→ TASK BRIEF: Which lines of the data contain the string "same"? Show each of them.

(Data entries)
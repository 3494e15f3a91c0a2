// SPDX-FileCopyrightText: 2026 Tuma Contributors
// SPDX-License-Identifier: MIT OR Apache-2.0

//! Concurrent session store keyed by normalized sender id.
//!
//! Get-or-create is atomic via the DashMap entry API; mutation happens
//! behind a per-key `tokio::Mutex` held for the whole handler turn, so the
//! multi-field [`ConversationState`] never sees interleaved updates for
//! the same sender. Different senders proceed in parallel.

use std::sync::Arc;
use std::time::Duration;

use dashmap::DashMap;
use tokio::sync::Mutex;

use crate::state::ConversationState;

/// Concurrent keyed store of per-sender conversation state.
#[derive(Default)]
pub struct SessionStore {
    sessions: DashMap<String, Arc<Mutex<ConversationState>>>,
}

impl SessionStore {
    pub fn new() -> Self {
        Self::default()
    }

    /// Fetch-or-create the session for a normalized sender id.
    ///
    /// The caller locks the returned mutex for the duration of its turn.
    pub fn entry(&self, sender: &str) -> Arc<Mutex<ConversationState>> {
        self.sessions
            .entry(sender.to_string())
            .or_default()
            .clone()
    }

    /// Number of live sessions.
    pub fn len(&self) -> usize {
        self.sessions.len()
    }

    pub fn is_empty(&self) -> bool {
        self.sessions.is_empty()
    }

    /// Drop sessions idle for longer than `ttl`.
    ///
    /// Skips entries currently locked by an in-flight turn. Returns the
    /// number of sessions evicted.
    pub fn evict_idle(&self, ttl: Duration) -> usize {
        let mut evicted = 0;
        self.sessions.retain(|sender, session| {
            let Ok(state) = session.try_lock() else {
                return true;
            };
            if state.last_activity.elapsed() > ttl {
                tracing::debug!(sender = %tuma_core::mask_phone(sender), "evicting idle session");
                evicted += 1;
                false
            } else {
                true
            }
        });
        evicted
    }
}

#[cfg(test)]
mod tests {
    use super::*;
    use crate::state::Stage;

    #[tokio::test]
    async fn entry_creates_idle_session_once() {
        let store = SessionStore::new();
        assert!(store.is_empty());

        let session = store.entry("+254700000001");
        {
            let mut state = session.lock().await;
            assert_eq!(state.stage, Stage::Idle);
            state.stage = Stage::AwaitingEmail;
        }

        // Same sender maps to the same state.
        let again = store.entry("+254700000001");
        assert_eq!(again.lock().await.stage, Stage::AwaitingEmail);
        assert_eq!(store.len(), 1);
    }

    #[tokio::test]
    async fn senders_are_isolated() {
        let store = SessionStore::new();
        store.entry("+254700000001").lock().await.stage = Stage::AwaitingOtp;

        let other = store.entry("+254700000002");
        assert_eq!(other.lock().await.stage, Stage::Idle);
        assert_eq!(store.len(), 2);
    }

    #[tokio::test]
    async fn evict_idle_removes_only_stale_sessions() {
        let store = SessionStore::new();
        store.entry("+254700000001");
        store.entry("+254700000002").lock().await.touch();

        // Zero TTL treats everything as stale.
        let evicted = store.evict_idle(Duration::from_secs(0));
        assert_eq!(evicted, 2);
        assert!(store.is_empty());
    }

    #[tokio::test]
    async fn evict_skips_locked_sessions() {
        let store = SessionStore::new();
        let session = store.entry("+254700000001");
        let _guard = session.lock().await;

        let evicted = store.evict_idle(Duration::from_secs(0));
        assert_eq!(evicted, 0);
        assert_eq!(store.len(), 1);
    }
}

→ WRITTEN ANSWER:
//! the same sender. Different senders proceed in parallel.
        // Same sender maps to the same state.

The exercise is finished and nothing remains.